VR延命行動

「あなたの余命はあと半年です」
 そう告げる医師は淡々としていた。きっと慣れているのだろう。私は覚悟していたこともあってか、さほど驚きはしなかった。
「即入院、ですか」
「最期だから自宅で過ごす、という選択をする方は多いです。僕はあなたの選択を尊重しますよ。どうされますか」
 どうされますか、と言われても。
 同居の相手もおらず、ペットも飼っていなく、家族とは疎遠で、最期に会っておきたい友人も特に思い浮かばない。僕は即答した。
「入院で、構いません」
「……わかりました」
 医師は何かを言い淀んでいた。そういった態度は患者を不安にさせるから良くないんじゃないか。僕は他人事のように考えていた。
「実は、末期の患者さんに試していただいている治療法があるんです」
「はあ」
「延命のため、というわけではなく、残りの人生をより良く生きるため、と言いますか、そういった体験をするプログラムでして」
「はい」
「今はまだ試験中ですので、そのプログラムには医療費はかかりません。いかかですか」
「どういったプログラムなんですか」
「VRで疑似的に、再び体が動くようなる体験ができる、というものです」

 もうほとんど動かない四肢を抱えて生きるなんて、自分には考えられなかった。ほぼ寝たきりの状態になってしまって、いっそ殺してくれと思ったこともある。いくらVRでもまた四肢が動くよう名になる体験なんてできるはずないだろう。
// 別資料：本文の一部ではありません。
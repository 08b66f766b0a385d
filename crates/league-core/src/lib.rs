//! Core of the chess league.
//!
//! This crate provides everything the league needs apart from transport:
//! - [`RatingRules`] and [`RatingCalculator`] for bucketed rating deltas
//! - streak detection and [`StreakMultipliers`]
//! - [`create_schedule`] and [`visible_rounds`] for round-robin pairings
//! - [`League`], the service tying players, results and schedules together
//!   over a [`LeagueStore`]

pub mod accuracy;
mod clock;
mod config;
mod error;
mod league;
mod mode;
mod pairing;
mod player;
mod rating;
mod result;
mod rules;
mod store;
pub mod streak;

pub use accuracy::accuracy;
pub use clock::{Clock, FixedClock, SystemClock};
pub use config::{ConfigError, LeagueSettings};
pub use error::{LeagueError, Result};
pub use league::{LeaderboardEntry, League, NewPlayer, ResultSubmission, StandingRow};
pub use mode::{Mode, Ratings};
pub use pairing::{
    create_schedule, visible_rounds, CurrentPairings, Pairing, PairingRound, PairingSchedule,
};
pub use player::{normalize_username, Player};
pub use rating::{RatingCalculator, RatingChange};
pub use result::{MatchResult, Outcome, Verdict};
pub use rules::{Adjustment, Bucket, RatingRules, SideDelta};
pub use store::{ChangeSet, LeagueStore, MemoryStore, ResultOp, StoreError};
pub use streak::StreakMultipliers;
//! League tuning knobs and configuration errors.

use serde::{Deserialize, Serialize};
use thiserror::Error;

/// Errors that can occur when loading configuration or a rule table.
#[derive(Error, Debug)]
pub enum ConfigError {
    /// Failed to read the configuration file from disk.
    #[error("Failed to read config file: {0}")]
    ReadError(#[from] std::io::Error),
    /// Failed to parse the configuration file as valid TOML.
    #[error("Failed to parse config: {0}")]
    ParseError(#[from] toml::de::Error),
    /// The rating rule table is not contiguous and exhaustive.
    #[error("Invalid rating rules: {0}")]
    InvalidRules(String),
}

/// League-wide settings that are not part of the rating rule table.
///
/// Every field has a default so an empty `[league]` section is valid.
#[derive(Debug, Clone, PartialEq, Serialize, Deserialize)]
pub struct LeagueSettings {
    /// Rating assigned to every mode of a new player. Defaults to 1200.
    #[serde(default = "default_baseline_rating")]
    pub baseline_rating: i32,
    /// Hours between round unlocks when a request does not specify one.
    #[serde(default = "default_interval_hours")]
    pub default_interval_hours: u32,
    /// How long a recent gain stays visible on the leaderboard.
    #[serde(default = "default_gain_display_days")]
    pub gain_display_days: i64,
    /// Rating treated as 100% in the accuracy estimate.
    #[serde(default = "default_elite_rating")]
    pub elite_rating: f64,
}

fn default_baseline_rating() -> i32 {
    1200
}

fn default_interval_hours() -> u32 {
    24
}

fn default_gain_display_days() -> i64 {
    7
}

fn default_elite_rating() -> f64 {
    crate::accuracy::ELITE_RATING
}

impl Default for LeagueSettings {
    fn default() -> Self {
        Self {
            baseline_rating: default_baseline_rating(),
            default_interval_hours: default_interval_hours(),
            gain_display_days: default_gain_display_days(),
            elite_rating: default_elite_rating(),
        }
    }
}
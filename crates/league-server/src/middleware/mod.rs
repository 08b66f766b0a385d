//! HTTP middleware.

mod timing;

pub use timing::{timing_layer, SlowRequestThreshold};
そう思っていた。
「それでは失礼しますね」
 看護師はにこやかにそう言って、僕の頭にまずジェルを塗り、電極のような物を取り付け始めた。
「VRなんですよね?」
「はい。でもこれは最先端技術のVRで、まだ試用段階なんですがよりリアルに感じられるものなんです」
「はあ」
「それではHMD被せますね」
 頭に電極がつけられて、それから見慣れたHMDが被せられた。イヤホンを装着し、それでは行きますね、という看護師の声がして、VRの世界にダイブした。
「あ」
 VRの世界に入ってすぐ、もう忘れてしまっていたのではと思っていた感覚が蘇った。手が、足が、動く。
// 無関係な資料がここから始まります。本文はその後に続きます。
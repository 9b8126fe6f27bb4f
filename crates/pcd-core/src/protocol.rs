//! Protocol constants for the PCD400 USB command channel.

// Result codes returned by every operation.
pub const PCDUSB_ERROR_NONE: i32 = 0;
pub const PCDUSB_ERROR_NOT_OPEN: i32 = -1;
pub const PCDUSB_ERROR_PARAM: i32 = -2;
pub const PCDUSB_ERROR_LOCKED: i32 = -3;
pub const PCDUSB_ERROR_NO_TARGET: i32 = -100;
pub const PCDUSB_ERROR_TRANS: i32 = -101;
pub const PCDUSB_ERROR_EXCEPTION: i32 = -102;

// Communication timeout bounds, in seconds.
pub const PCDUSB_TMO_MIN: u32 = 1;
pub const PCDUSB_TMO_MAX: u32 = 60;
pub const PCDUSB_TMO_DEFAULT: u32 = 5;

// Values written by the presence check.
pub const PCDUSB_CONNECTED: u16 = 1;
pub const PCDUSB_NOT_CONNECTED: u16 = 0;

/// Vendor id matched when no configuration is supplied.
///
/// The device header does not publish the USB ids of the hardware, so the
/// installed unit's ids belong in the config file.
pub const DEFAULT_VENDOR_ID: u16 = 0x0000;
/// Product id matched when no configuration is supplied.
pub const DEFAULT_PRODUCT_ID: u16 = 0x0000;
/// Interface carrying the bulk command endpoints.
pub const DEFAULT_INTERFACE: u8 = 0;

/// Vendor control request that asks the target to reset itself.
pub const VENDOR_REQUEST_TARGET_RESET: u8 = 0x01;

/// Bytes of each transfer copied into packet events.
pub const PACKET_PREVIEW_LEN: usize = 32;

/// Name of the cross-process lock file created in the temp directory.
pub const LOCK_FILE_NAME: &str = "pcd400-usb.lock";
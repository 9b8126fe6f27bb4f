//! nusb-based USB transport implementation.
//!
//! Transfers are submitted to the endpoint queue and reaped with a bounded
//! `wait_next_complete`, so no call outlives its deadline. Expired transfers
//! are cancelled before returning.

use std::time::Duration;

use nusb::transfer::{
    Bulk, ControlOut, ControlType, Direction, In, Out, Recipient, TransferError as UsbError,
};
use nusb::{DeviceInfo, Interface, MaybeFuture, list_devices};
use tracing::{debug, info, instrument, warn};

use super::traits::{Deadline, DeviceConnector, TransportError, UsbTransport};
use crate::config::SessionConfig;

/// Time allowed for a cancelled transfer to be reaped.
const CANCEL_GRACE: Duration = Duration::from_millis(100);

/// Finds and opens the configured device with nusb.
#[derive(Debug, Clone)]
pub struct NusbConnector {
    vid: u16,
    pid: u16,
    interface: u8,
    reset_request: u8,
}

impl NusbConnector {
    pub fn new(vid: u16, pid: u16) -> Self {
        Self {
            vid,
            pid,
            interface: crate::protocol::DEFAULT_INTERFACE,
            reset_request: crate::protocol::VENDOR_REQUEST_TARGET_RESET,
        }
    }

    pub fn from_config(config: &SessionConfig) -> Self {
        Self {
            vid: config.vendor_id,
            pid: config.product_id,
            interface: config.interface,
            reset_request: config.reset_request,
        }
    }

    fn matches(&self, info: &DeviceInfo) -> bool {
        info.vendor_id() == self.vid && info.product_id() == self.pid
    }

    fn find(&self) -> Result<Option<DeviceInfo>, TransportError> {
        let mut devices = list_devices()
            .wait()
            .map_err(|e| TransportError::OpenFailed(e.to_string()))?;
        Ok(devices.find(|d| self.matches(d)))
    }
}

impl DeviceConnector for NusbConnector {
    type Transport = NusbTransport;

    fn query_present(&self) -> Result<bool, TransportError> {
        Ok(self.find()?.is_some())
    }

    #[instrument(level = "info", fields(vid = format!("{:04X}", self.vid), pid = format!("{:04X}", self.pid)))]
    fn connect(&self) -> Result<NusbTransport, TransportError> {
        let device_info = self.find()?.ok_or(TransportError::DeviceNotFound {
            vid: self.vid,
            pid: self.pid,
        })?;
        NusbTransport::open_device_info(device_info, self.interface, self.reset_request)
    }
}

/// nusb-based USB transport.
pub struct NusbTransport {
    /// Claimed interface; `None` once released.
    interface: Option<Interface>,
    interface_number: u8,
    in_endpoint: u8,
    out_endpoint: u8,
    reset_request: u8,
    vid: u16,
    pid: u16,
}

impl NusbTransport {
    fn open_device_info(
        device_info: DeviceInfo,
        interface_number: u8,
        reset_request: u8,
    ) -> Result<Self, TransportError> {
        let vid = device_info.vendor_id();
        let pid = device_info.product_id();

        info!(
            vendor_id = %format!("{:04X}", vid),
            product_id = %format!("{:04X}", pid),
            "Found device"
        );

        let device = device_info
            .open()
            .wait()
            .map_err(|e| TransportError::OpenFailed(e.to_string()))?;

        let interface = device.claim_interface(interface_number).wait().map_err(|e| {
            TransportError::ClaimInterfaceFailed {
                interface: interface_number,
                message: e.to_string(),
            }
        })?;

        // Find BULK endpoints
        let mut in_endpoint: u8 = 0;
        let mut out_endpoint: u8 = 0;

        for config in device.configurations() {
            for iface in config.interfaces() {
                if iface.interface_number() == interface_number {
                    for alt in iface.alt_settings() {
                        for ep in alt.endpoints() {
                            if ep.transfer_type() == nusb::descriptors::TransferType::Bulk {
                                if ep.direction() == Direction::In {
                                    in_endpoint = ep.address();
                                } else {
                                    out_endpoint = ep.address();
                                }
                            }
                        }
                    }
                }
            }
        }

        if in_endpoint == 0 {
            return Err(TransportError::EndpointNotFound {
                ep_type: "Bulk".into(),
                direction: "In".into(),
            });
        }
        if out_endpoint == 0 {
            return Err(TransportError::EndpointNotFound {
                ep_type: "Bulk".into(),
                direction: "Out".into(),
            });
        }

        info!(
            in_ep = %format!("0x{:02X}", in_endpoint),
            out_ep = %format!("0x{:02X}", out_endpoint),
            "Device opened successfully"
        );

        Ok(Self {
            interface: Some(interface),
            interface_number,
            in_endpoint,
            out_endpoint,
            reset_request,
            vid,
            pid,
        })
    }

    fn interface(&self) -> Result<&Interface, TransportError> {
        self.interface
            .as_ref()
            .ok_or_else(|| TransportError::Fault("interface already released".into()))
    }
}

/// Translate a completed transfer's status, treating a cancellation after
/// expiry as the timeout it is.
fn map_transfer_error(err: UsbError, deadline: &Deadline) -> TransportError {
    match err {
        UsbError::Disconnected => TransportError::Disconnected,
        UsbError::Cancelled if deadline.is_expired() => deadline.timeout_error(),
        other => TransportError::Fault(other.to_string()),
    }
}

impl UsbTransport for NusbTransport {
    #[instrument(skip(self, data, deadline), fields(len = data.len()))]
    fn transfer_out(&mut self, data: &[u8], deadline: Deadline) -> Result<usize, TransportError> {
        let mut ep = self
            .interface()?
            .endpoint::<Bulk, Out>(self.out_endpoint)
            .map_err(|e| TransportError::Fault(e.to_string()))?;

        let mut buf = ep.allocate(data.len());
        buf.extend_from_slice(data);
        ep.submit(buf);

        let Some(completion) = ep.wait_next_complete(deadline.remaining()) else {
            warn!("Write did not complete before deadline, cancelling");
            ep.cancel_all();
            let _ = ep.wait_next_complete(CANCEL_GRACE);
            return Err(deadline.timeout_error());
        };
        completion
            .status
            .map_err(|e| map_transfer_error(e, &deadline))?;

        debug!(bytes_written = completion.actual_len, "Write complete");
        Ok(completion.actual_len)
    }

    #[instrument(skip(self, deadline))]
    fn transfer_in(&mut self, len: usize, deadline: Deadline) -> Result<Vec<u8>, TransportError> {
        let mut ep = self
            .interface()?
            .endpoint::<Bulk, In>(self.in_endpoint)
            .map_err(|e| TransportError::Fault(e.to_string()))?;

        // IN requests must be a whole number of packets.
        let packet = ep.max_packet_size().max(1);
        let request_len = len.div_ceil(packet).max(1) * packet;
        let mut buf = ep.allocate(request_len);
        buf.set_requested_len(request_len);
        ep.submit(buf);

        let Some(completion) = ep.wait_next_complete(deadline.remaining()) else {
            warn!("Read did not complete before deadline, cancelling");
            ep.cancel_all();
            let _ = ep.wait_next_complete(CANCEL_GRACE);
            return Err(deadline.timeout_error());
        };
        completion
            .status
            .map_err(|e| map_transfer_error(e, &deadline))?;

        let n = completion.actual_len.min(completion.buffer.len());
        debug!(bytes_read = n, "Read complete");
        Ok(completion.buffer[..n].to_vec())
    }

    #[instrument(skip(self, deadline), fields(request = self.reset_request))]
    fn reset_target(&mut self, deadline: Deadline) -> Result<(), TransportError> {
        if deadline.is_expired() {
            return Err(deadline.timeout_error());
        }
        let request = ControlOut {
            control_type: ControlType::Vendor,
            recipient: Recipient::Interface,
            request: self.reset_request,
            value: 0,
            index: u16::from(self.interface_number),
            data: &[],
        };
        self.interface()?
            .control_out(request, deadline.remaining())
            .wait()
            .map_err(|e| map_transfer_error(e, &deadline))?;

        debug!("Reset acknowledged");
        Ok(())
    }

    fn release(&mut self) -> Result<(), TransportError> {
        // Dropping the interface releases the claim.
        match self.interface.take() {
            Some(interface) => {
                drop(interface);
                debug!(interface = self.interface_number, "Interface released");
                Ok(())
            }
            None => Err(TransportError::Fault("interface already released".into())),
        }
    }

    fn vendor_id(&self) -> u16 {
        self.vid
    }

    fn product_id(&self) -> u16 {
        self.pid
    }
}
 ゆっくりと手を持ち上げて、目の前でそっと握り、開く。そこには確かに自分の皮膚の、肉の、骨の感触があった。
「……なんで」
 こんなにもリアルに感じられるものなのだろうか。脳波とかそういうもののを使っているんだろうか。僕は混乱した。
 目の前には小高い丘があって、頂に大きな木が一本生えている。僕はそれを目指して歩き出した。足が、動く。付け根から太ももに、太ももから膝に、膝からふくらはぎに、ふくらはぎから足首に、そして足の裏に、筋肉が連動して動く。踏みしめる土の感触。さくさくという芝生を草が折れる音。僕は試しに走ってみた。骨が軋んで筋肉が収縮と弛緩を繰り返す。ばねのように体が跳ね、自分の体重で地面に落ちる。風が頬を撫で、体をすり抜けていく。
 すごい。
 僕は丘の頂上に着くと、大きな木の幹に触れてみた。ごつごつした凹凸と木特有の冷たくも不思議な温かさがある感触。僕は嬉しくなってぺたぺたとその幹を何度も触り、木の周りをぐるぐると歩いて回った。
「そろそろ終わりの時間です」
 看護師の声で僕は現実に引き戻された。この手とこの足を、また失ってしまうのか。残念だったが、無情にも電源が落とされHMDと電極が取り外された。
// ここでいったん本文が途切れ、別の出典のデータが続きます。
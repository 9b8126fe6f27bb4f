//! PCD Session - the exclusive, open device handle.
//!
//! A session exists only between a successful open and close. It owns the
//! transport handle, the registry lease and the active timeout, and
//! serializes transfers so only one is in flight at a time.

use std::sync::atomic::{AtomicBool, AtomicU32, Ordering};
use std::sync::{Arc, Mutex, TryLockError};
use std::thread;
use std::time::{Duration, Instant};

use tracing::{debug, instrument, warn};

use crate::buffer::{CommandBuffer, ReplyBuffer};
use crate::channel;
use crate::config::SessionConfig;
use crate::error::{PcdError, Result};
use crate::events::{PacketDirection, SessionEvent, SessionObserver, TracingObserver};
use crate::protocol::*;
use crate::registry::{DeviceRegistry, RegistryLease};
use crate::reset;
use crate::transport::{Deadline, DeviceConnector, NusbConnector, NusbTransport, UsbTransport};

/// Slack granted to close beyond the active timeout.
const CLOSE_GRACE: Duration = Duration::from_secs(1);
const CLOSE_POLL: Duration = Duration::from_millis(10);
const LINK_POLL: Duration = Duration::from_millis(5);

fn validate_timeout(seconds: u32) -> Result<()> {
    if (PCDUSB_TMO_MIN..=PCDUSB_TMO_MAX).contains(&seconds) {
        Ok(())
    } else {
        Err(PcdError::invalid(format!(
            "timeout {seconds}s outside {PCDUSB_TMO_MIN}..={PCDUSB_TMO_MAX}"
        )))
    }
}

pub struct Session<T: UsbTransport> {
    /// Transport handle; `None` once released.
    link: Mutex<Option<T>>,
    lease: Mutex<Option<RegistryLease>>,
    /// Fault from a release done by an in-flight transfer during close.
    release_fault: Mutex<Option<PcdError>>,
    timeout_secs: AtomicU32,
    closed: AtomicBool,
    observer: Arc<dyn SessionObserver>,
    vid: u16,
    pid: u16,
}

impl Session<NusbTransport> {
    /// Open the configured device with the nusb backend.
    pub fn open_configured(registry: &Arc<DeviceRegistry>, config: &SessionConfig) -> Result<Self> {
        Self::open_with(
            registry,
            &NusbConnector::from_config(config),
            config.default_timeout_secs,
            Arc::new(TracingObserver),
        )
    }
}

impl<T: UsbTransport> Session<T> {
    /// Open a session with the default timeout and a tracing observer.
    pub fn open<C>(registry: &Arc<DeviceRegistry>, connector: &C) -> Result<Self>
    where
        C: DeviceConnector<Transport = T>,
    {
        Self::open_with(
            registry,
            connector,
            PCDUSB_TMO_DEFAULT,
            Arc::new(TracingObserver),
        )
    }

    /// Acquire the registry, then connect. A failure at either step leaves
    /// the registry closed.
    #[instrument(skip(registry, connector, observer))]
    pub fn open_with<C>(
        registry: &Arc<DeviceRegistry>,
        connector: &C,
        timeout_secs: u32,
        observer: Arc<dyn SessionObserver>,
    ) -> Result<Self>
    where
        C: DeviceConnector<Transport = T>,
    {
        validate_timeout(timeout_secs)?;
        let lease = registry.acquire()?;

        let link = match connector.connect() {
            Ok(link) => link,
            Err(e) => {
                let err = PcdError::from(e);
                warn!(error = %err, "Open failed");
                // Dropping the lease closes the registry again.
                drop(lease);
                return Err(err);
            }
        };

        let (vid, pid) = (link.vendor_id(), link.product_id());
        let session = Self {
            link: Mutex::new(Some(link)),
            lease: Mutex::new(Some(lease)),
            release_fault: Mutex::new(None),
            timeout_secs: AtomicU32::new(timeout_secs),
            closed: AtomicBool::new(false),
            observer,
            vid,
            pid,
        };
        session.emit(SessionEvent::Opened { vid, pid });
        Ok(session)
    }

    pub fn is_open(&self) -> bool {
        !self.closed.load(Ordering::SeqCst)
    }

    pub fn vendor_id(&self) -> u16 {
        self.vid
    }

    pub fn product_id(&self) -> u16 {
        self.pid
    }

    pub fn timeout_secs(&self) -> u32 {
        self.timeout_secs.load(Ordering::SeqCst)
    }

    fn timeout(&self) -> Duration {
        Duration::from_secs(u64::from(self.timeout_secs()))
    }

    fn emit(&self, event: SessionEvent) {
        self.observer.on_event(&event);
    }

    fn ensure_open(&self) -> Result<()> {
        if self.is_open() {
            Ok(())
        } else {
            Err(PcdError::NotOpen)
        }
    }

    /// Change the bound for subsequent transfers. A transfer already in
    /// flight keeps the deadline it started with.
    pub fn set_timeout(&self, seconds: u32) -> Result<()> {
        self.ensure_open()?;
        validate_timeout(seconds)?;
        self.timeout_secs.store(seconds, Ordering::SeqCst);
        self.emit(SessionEvent::TimeoutChanged { secs: seconds });
        Ok(())
    }

    /// Transmit a framed command. Blocks until written, timed out or failed.
    #[instrument(skip(self, cmd), fields(len = cmd.len()))]
    pub fn send_command(&self, cmd: &CommandBuffer<'_>) -> Result<()> {
        self.with_link(|link, deadline| channel::send(link, cmd, deadline))?;
        self.emit_packet(PacketDirection::Tx, cmd.as_bytes());
        Ok(())
    }

    /// Transmit all of `data`.
    pub fn send(&self, data: &[u8]) -> Result<()> {
        self.ensure_open()?;
        self.send_command(&CommandBuffer::from_slice(data)?)
    }

    /// Receive exactly `reply.expected()` bytes.
    #[instrument(skip(self, reply), fields(expected = reply.expected()))]
    pub fn receive_command(&self, reply: &mut ReplyBuffer<'_>) -> Result<usize> {
        let n = self.with_link(|link, deadline| channel::receive(link, reply, deadline))?;
        self.emit_packet(PacketDirection::Rx, reply.filled());
        Ok(n)
    }

    /// Fire a target reset and wait, up to the active timeout, for the
    /// transport to acknowledge it.
    #[instrument(skip(self))]
    pub fn target_reset(&self) -> Result<()> {
        self.with_link(reset::target_reset::<T>)?;
        self.emit(SessionEvent::Reset);
        Ok(())
    }

    fn emit_packet(&self, direction: PacketDirection, data: &[u8]) {
        self.emit(SessionEvent::Packet {
            direction,
            length: data.len(),
            preview: data.iter().take(PACKET_PREVIEW_LEN).copied().collect(),
        });
    }

    /// Run one transfer with exclusive access to the transport.
    ///
    /// The deadline starts before the transport is acquired, so time spent
    /// queued behind another transfer counts against the same bound.
    fn with_link<R>(&self, op: impl FnOnce(&mut T, Deadline) -> Result<R>) -> Result<R> {
        self.ensure_open()?;
        let deadline = Deadline::after(self.timeout());
        let mut guard = loop {
            match self.link.try_lock() {
                Ok(guard) => break guard,
                Err(TryLockError::Poisoned(_)) => {
                    return Err(PcdError::Internal("session transport poisoned".into()));
                }
                Err(TryLockError::WouldBlock) if !deadline.is_expired() => {
                    thread::sleep(LINK_POLL.min(deadline.remaining()));
                }
                Err(TryLockError::WouldBlock) => {
                    debug!("Transport busy until deadline");
                    let err = PcdError::from(deadline.timeout_error());
                    self.emit_failure(&err);
                    return Err(err);
                }
            }
        };
        let Some(link) = guard.as_mut() else {
            return Err(PcdError::NotOpen);
        };

        let result = op(link, deadline);

        // Close is waiting on this transfer; release on its behalf and leave
        // any fault for close to report.
        if !self.is_open()
            && let Some(mut link) = guard.take()
            && let Err(e) = link.release()
        {
            warn!(error = %e, "Deferred transport release failed");
            self.store_release_fault(PcdError::from(e));
        }
        drop(guard);

        if let Err(e) = &result {
            self.emit_failure(e);
        }
        result
    }

    fn emit_failure(&self, err: &PcdError) {
        self.emit(SessionEvent::TransferFailed {
            code: err.code(),
            message: err.to_string(),
        });
    }

    fn store_release_fault(&self, err: PcdError) {
        match self.release_fault.lock() {
            Ok(mut slot) => *slot = Some(err),
            Err(poisoned) => *poisoned.into_inner() = Some(err),
        }
    }

    fn take_release_fault(&self) -> Option<PcdError> {
        match self.release_fault.lock() {
            Ok(mut slot) => slot.take(),
            Err(poisoned) => poisoned.into_inner().take(),
        }
    }

    /// Close the session and release the exclusive lock.
    ///
    /// The lock is released even when releasing the transport fails; that
    /// fault is still returned. A second close reports `NotOpen`. If a
    /// transfer is in flight, close waits at most the active timeout plus a
    /// short grace period before leaving the release to that transfer.
    #[instrument(skip(self))]
    pub fn close(&self) -> Result<()> {
        if self.closed.swap(true, Ordering::SeqCst) {
            debug!("Close on a closed session");
            return Err(PcdError::NotOpen);
        }

        let released = self.release_link();

        let lease = match self.lease.lock() {
            Ok(mut l) => l.take(),
            Err(poisoned) => poisoned.into_inner().take(),
        };
        if let Some(lease) = lease {
            lease.release();
        }

        self.emit(SessionEvent::Closed);
        debug!(
            vid = %format!("{:04X}", self.vid),
            pid = %format!("{:04X}", self.pid),
            "Session closed"
        );
        released
    }

    fn release_link(&self) -> Result<()> {
        let give_up = Instant::now() + self.timeout() + CLOSE_GRACE;
        loop {
            let taken = match self.link.try_lock() {
                Ok(mut guard) => guard.take(),
                Err(TryLockError::Poisoned(poisoned)) => poisoned.into_inner().take(),
                Err(TryLockError::WouldBlock) if Instant::now() < give_up => {
                    thread::sleep(CLOSE_POLL);
                    continue;
                }
                Err(TryLockError::WouldBlock) => {
                    warn!("Transfer still in flight; transport released when it returns");
                    return Ok(());
                }
            };
            return match taken {
                Some(mut link) => link.release().map_err(|e| {
                    let err = PcdError::from(e);
                    self.emit_failure(&err);
                    err
                }),
                // Released by the transfer that held it.
                None => self.take_release_fault().map_or(Ok(()), Err),
            };
        }
    }
}

impl<T: UsbTransport> Drop for Session<T> {
    fn drop(&mut self) {
        if self.is_open()
            && let Err(e) = self.close()
        {
            warn!(error = %e, "Close on drop reported a fault");
        }
    }
}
 そのVR体験は毎日1時間行われた。いろんな世界を体験できた。草原や、森や、ビル群のある都会、田んぼに囲まれた田舎、海外の街並み。僕はそれが楽しみになっていった。
「どうですか。調子は」
「ええと、楽しいです」
 医師からの質問に正直に答えた。まだ動いていたい。そんな気持ちが、湧き上がっていた。
「義手義足の技術も今は相当なものです。いかがですか。病気を治療して、義手義足で生活してみるというのは」
 そのために、あの体験をさせたのか。確かにまたあの五体満足の感覚を与えておいてそれじゃあ死ぬまで遊んでね、はあまりにも酷だ。僕が再び動けるようになるための、その希望を与えるための、そんな体験。
「……してみたい、です」
 もしこれでだめだったら。僕はまた絶望するだろう。だけどもう一度生きようと前向きになれたのは、VRのおかげだ。僕の心は絶望への恐れと希望への期待とでない混ぜになっていて、でもこんなにも感情で心が満たされているのは久しぶりだった。
 ひとり病室に戻って見慣れた天井を見上げた。ゆっくりと深呼吸して、息を吐きながら呟いた。
「また生きてみるか」
 外では小鳥がさえずっていた。